What is the currently industry-standard algorithm used to generate large prime numbers to be used in RSA encryption?

I'm aware that I can find any number of articles on the Internet that explain how the RSA algorithm works to encrypt and decrypt messages, but I can't seem to find any article that explains the algorithm used to generate the p and q large and distinct prime numbers that are used in that algorithm.

The standard way to generate big prime numbers is to take a preselected random number of the desired length, apply a Fermat test (best with the base $2$ as it can be optimized for speed) and then to apply a certain number of Miller-Rabin tests (depending on the length and the allowed error rate like $2^{-100}$) to get a number which is very probably a prime number.

The preselection is done either by test divisions by small prime numbers (up to few hundreds) or by sieving out primes up to 10,000 - 1,000,000 considering many prime candidates of the form $b+2i$ ($b$ big, $i$ up to few thousands).

The deterministic prime number test by AKS is to my knowledge not yet used as it is slower and as the likeliness that an calculation error caused by the hardware is higher than $2^{-100}$.

Most smart cards offer a coprocessor for modular arithmetic with moduli from 1024 up to few thousand bits.

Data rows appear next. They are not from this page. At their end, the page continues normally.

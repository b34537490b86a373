//! yt-dlp Python API wrappers.
//!
//! Type-safe bindings to [yt-dlp](https://github.com/yt-dlp/yt-dlp) `YoutubeDL`
//! parameters, narrowed to the info-extraction call (`download=False`).
//!
//! ```no_run
//! use playurl_ytdl::dl::{extract_info, ExtractOptions, Extraction};
//! # fn main() -> Result<(), Box<dyn std::error::Error>> {
//! match extract_info("https://youtube.com/watch?v=example", ExtractOptions::best_audio())? {
//!     Extraction::Extracted(info) => println!("stream: {:?}", info.url),
//!     Extraction::Unavailable => eprintln!("not available"),
//!     Extraction::QuotaExceeded => eprintln!("quota reached"),
//! }
//! # Ok(())
//! # }
//! ```

use pyo3::ffi::c_str;
use pyo3::prelude::*;
use pyo3::types::PyDict;

use crate::logger::YtdlLogger;

/// yt-dlp configuration passed to `YoutubeDL(params)`.
///
/// Only the parameters this crate's callers use are modeled; the `logger`
/// parameter is injected separately so extractor diagnostics reach the
/// process-wide subscriber (see [`YtdlLogger`]).
#[derive(Clone, Debug, Default, IntoPyObject)]
pub struct ExtractOptions {
    /// Stop at top-level playlist entries instead of resolving each one
    /// (`"in_playlist"`).
    pub extract_flat: Option<String>,
    /// Format selector expression, e.g. `"bestaudio/best"`.
    pub format: Option<String>,
    /// Resolve only the single video when the URL also names a playlist.
    pub noplaylist: Option<bool>,
    /// Socket-level timeout in seconds for the extractor's own requests.
    pub socket_timeout: Option<u32>,
    /// Read credentials for the target site from `~/.netrc`.
    pub usenetrc: Option<bool>,
    pub quiet: Option<bool>,
    pub no_warnings: Option<bool>,
}

impl ExtractOptions {
    /// Fixed configuration for resolving a page URL to its best audio stream:
    /// flattened playlists, `bestaudio/best`, a 10 second socket timeout, and
    /// netrc credentials honored.
    pub fn best_audio() -> Self {
        Self {
            extract_flat: Some("in_playlist".to_string()),
            format: Some("bestaudio/best".to_string()),
            noplaylist: Some(true),
            socket_timeout: Some(10),
            usenetrc: Some(true),
            ..Default::default()
        }
    }
}

/// Narrow view of the yt-dlp info dict.
///
/// Extracted from the sanitized dict returned by `extract_info`; a missing
/// key and a Python `None` value both come back as `None`. Everything else
/// the extractor reports is ignored.
#[derive(Clone, Debug, Default)]
pub struct TrackInfo {
    /// Direct URL of the selected stream, when format selection produced one.
    pub url: Option<String>,
    /// URL of the page the media was extracted from.
    pub webpage_url: Option<String>,
}

impl FromPyObject<'_, '_> for TrackInfo {
    type Error = PyErr;

    fn extract(obj: Borrowed<'_, '_, PyAny>) -> PyResult<Self> {
        let dict = obj.cast::<PyDict>()?;

        Ok(Self {
            url: item(&dict, "url")?,
            webpage_url: item(&dict, "webpage_url")?,
        })
    }
}

fn item(dict: &Bound<'_, PyDict>, key: &str) -> PyResult<Option<String>> {
    match dict.get_item(key)? {
        Some(value) => value.extract(),
        None => Ok(None),
    }
}

/// Outcome of one extraction attempt.
///
/// The two recognized extractor failures are ordinary values here; every other
/// Python exception stays a [`PyErr`] and is not meant to be recovered.
#[derive(Debug)]
pub enum Extraction {
    /// The extractor produced an info dict.
    Extracted(TrackInfo),
    /// The extractor raised `yt_dlp.utils.UnavailableVideoError`.
    Unavailable,
    /// The extractor raised `yt_dlp.utils.MaxDownloadsReached`.
    QuotaExceeded,
}

/// Import `yt_dlp`, surfacing the loader error when the library is missing.
///
/// Callers are expected to run this once at startup and treat a failure as
/// "the extractor is not installed".
pub fn probe() -> PyResult<()> {
    Python::attach(|py| py.import("yt_dlp").map(|_| ()))
}

/// Resolve a single URL with `extract_info(url, download=False)`.
///
/// The `YoutubeDL` client lives inside a `with` block in the embedded helper,
/// so its network handles are released on every exit path.
pub fn extract_info(url: &str, opts: ExtractOptions) -> Result<Extraction, PyErr> {
    Python::attach(|py| {
        let module = PyModule::from_code(py, c_str!(include_str!("./dl.py")), c"dl.py", c"dl")?;

        let params = opts.into_pyobject(py)?;
        let logger = Bound::new(py, YtdlLogger)?;

        match module.getattr("extract")?.call1((url, params, logger)) {
            Ok(info) => Ok(Extraction::Extracted(info.extract()?)),
            Err(err) => classify(py, err),
        }
    })
}

/// Map the two recognized extractor exceptions to their [`Extraction`]
/// variants; hand anything else back untouched.
fn classify(py: Python<'_>, err: PyErr) -> PyResult<Extraction> {
    let utils = py.import("yt_dlp.utils")?;
    let value = err.value(py);

    if value.is_instance(&utils.getattr("UnavailableVideoError")?)? {
        return Ok(Extraction::Unavailable);
    }
    if value.is_instance(&utils.getattr("MaxDownloadsReached")?)? {
        return Ok(Extraction::QuotaExceeded);
    }

    Err(err)
}
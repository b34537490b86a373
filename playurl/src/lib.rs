//! Resolve a media page URL to a direct audio stream URL.
//!
//! Intended to be spawned by a music player daemon: the resolved URL is the
//! only thing written to stdout, diagnostics go to stderr, and the exit code
//! tells the daemon whether the page could be resolved.

pub mod cli;
pub mod logfmt;
pub mod resolve;
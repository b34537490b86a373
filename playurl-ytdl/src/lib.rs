//! Typed Rust bindings to the [yt-dlp](https://github.com/yt-dlp/yt-dlp) info
//! extraction API.
//!
//! ## Modules
//!
//! - [`dl`] - YoutubeDL parameter and info-dict types, extraction entry point
//! - [`logger`] - bridge routing the extractor's own diagnostics into `tracing`
//!
//! ## Quick Start
//!
//! ```no_run
//! use playurl_ytdl::dl::{extract_info, ExtractOptions, Extraction};
//!
//! # fn main() -> Result<(), Box<dyn std::error::Error>> {
//! let outcome = extract_info(
//!     "https://youtube.com/watch?v=example",
//!     ExtractOptions::best_audio(),
//! )?;
//!
//! if let Extraction::Extracted(info) = outcome {
//!     println!("stream: {:?}", info.url);
//! }
//! # Ok(())
//! # }
//! ```

pub mod dl;
pub mod logger;
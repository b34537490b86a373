//! Bridge from yt-dlp's logger protocol to `tracing`.

use pyo3::prelude::*;

const TARGET: &str = "ytdl";

/// Logger object handed to `YoutubeDL` as its `logger` parameter.
///
/// yt-dlp calls `debug`/`info`/`warning`/`error` on it instead of writing to
/// the console, so extractor-internal lines come out of the same subscriber as
/// the rest of the process, under the `"ytdl"` target.
#[pyclass]
pub struct YtdlLogger;

#[pymethods]
impl YtdlLogger {
    /// yt-dlp routes info-level lines here as well; true debug lines carry a
    /// `"[debug] "` prefix.
    pub fn debug(&self, msg: &str) {
        match msg.strip_prefix("[debug] ") {
            Some(rest) => tracing::debug!(target: TARGET, "{rest}"),
            None => tracing::info!(target: TARGET, "{msg}"),
        }
    }

    pub fn info(&self, msg: &str) {
        tracing::info!(target: TARGET, "{msg}");
    }

    pub fn warning(&self, msg: &str) {
        tracing::warn!(target: TARGET, "{msg}");
    }

    pub fn error(&self, msg: &str) {
        tracing::error!(target: TARGET, "{msg}");
    }
}

#[cfg(test)]
mod tests {
    use super::*;
    use std::io;
    use std::sync::{Arc, Mutex};
    use tracing::level_filters::LevelFilter;
    use tracing_subscriber::fmt::MakeWriter;

    #[derive(Clone, Default)]
    struct Sink(Arc<Mutex<Vec<u8>>>);

    impl Sink {
        fn contents(&self) -> String {
            String::from_utf8(self.0.lock().unwrap().clone()).unwrap()
        }
    }

    impl io::Write for Sink {
        fn write(&mut self, buf: &[u8]) -> io::Result<usize> {
            self.0.lock().unwrap().extend_from_slice(buf);
            Ok(buf.len())
        }

        fn flush(&mut self) -> io::Result<()> {
            Ok(())
        }
    }

    impl<'a> MakeWriter<'a> for Sink {
        type Writer = Sink;

        fn make_writer(&'a self) -> Self::Writer {
            self.clone()
        }
    }

    fn capture(f: impl FnOnce()) -> String {
        let sink = Sink::default();
        let subscriber = tracing_subscriber::fmt()
            .with_writer(sink.clone())
            .with_max_level(LevelFilter::DEBUG)
            .with_ansi(false)
            .finish();

        tracing::subscriber::with_default(subscriber, f);
        sink.contents()
    }

    #[test]
    fn splits_debug_prefix() {
        let out = capture(|| YtdlLogger.debug("[debug] Loading archive file"));

        assert!(out.contains("DEBUG"), "unexpected output: {out}");
        assert!(out.contains("Loading archive file"));
        assert!(!out.contains("[debug]"));
    }

    #[test]
    fn unprefixed_debug_is_info() {
        let out = capture(|| YtdlLogger.debug("Extracting URL: https://example.com/watch?v=abc"));

        assert!(out.contains("INFO"), "unexpected output: {out}");
        assert!(out.contains("Extracting URL"));
    }

    #[test]
    fn warning_and_error_keep_severity() {
        let out = capture(|| {
            YtdlLogger.warning("unable to read cookies");
            YtdlLogger.error("giving up after 3 retries");
        });

        assert!(out.contains("WARN"), "unexpected output: {out}");
        assert!(out.contains("ERROR"));
    }

    #[test]
    fn events_use_ytdl_target() {
        let out = capture(|| YtdlLogger.info("shared target"));

        assert!(out.contains(TARGET), "unexpected output: {out}");
    }
}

The manufacturers often provide also libraries for RSA and RSA key generation using the coprocessor.

• Wow, the failure rate of a probabilistic algorithm is lower than the failure rate of deterministic algorithm - because we're at the scale where calculations errors by hardware matter. Did I get that right? – Atte Juvonen Jul 29 '16 at 0:05
• Hard to say, when this happens precisely. As the probabilistic algorithm runs faster than the deterministic one, it is less likely disturbed by cosmic rays. – j.p. Jul 29 '16 at 8:21
• @j.p.: I compared in Python Maurer's algorithm with that of Miller-Rabin and found that they are quite comparable for practical purposes. See s13.zetaboards.com/Crypto/topic/7234475/1/ – Mok-Kong Shen Jul 29 '16 at 10:45
• @Mok-KongShen: "Testing it for primality first via trial division by an appropriate set of small primes and then via the Miller-Rabin test for diverse values of t" is not really a fast way to find primes. Using a sieve and one Fermat test (to the base 2) for what remains in the sieve before applying the Miller-Rabin tests should be at least double as fast. – j.p. Jul 30 '16 at 15:53
• @j.p. A better algorithm than AKS would probably be ECPP, since it can generate a primality certificate that can be used to rapidly verify that the integer is prime, negating the risk of hardware errors. – forest Dec 8 '18 at 5:30

FIPS 186-3 tells you how they expect you to generate primes for cryptographic applications. It is essentially Miller-Rabin but it also specify what to do when you need extra properties from your primes.

• +1 for mentioning FIPS, which is different than what most implementations use. – samoz Jul 13 '11 at 13:26
• FIPS 186-3 Appendix C , F – ir01 Jul 13 '11 at 17:07
• The new one (July 2013) is FIPS 186-4. – Der Kommissar Jun 7 '15 at 13:29

The problem of generating prime numbers reduces to one of determining primality (rather than an algorithm specifically designed to generate primes) since primes are pretty common: π(n) ~ n/ln(n).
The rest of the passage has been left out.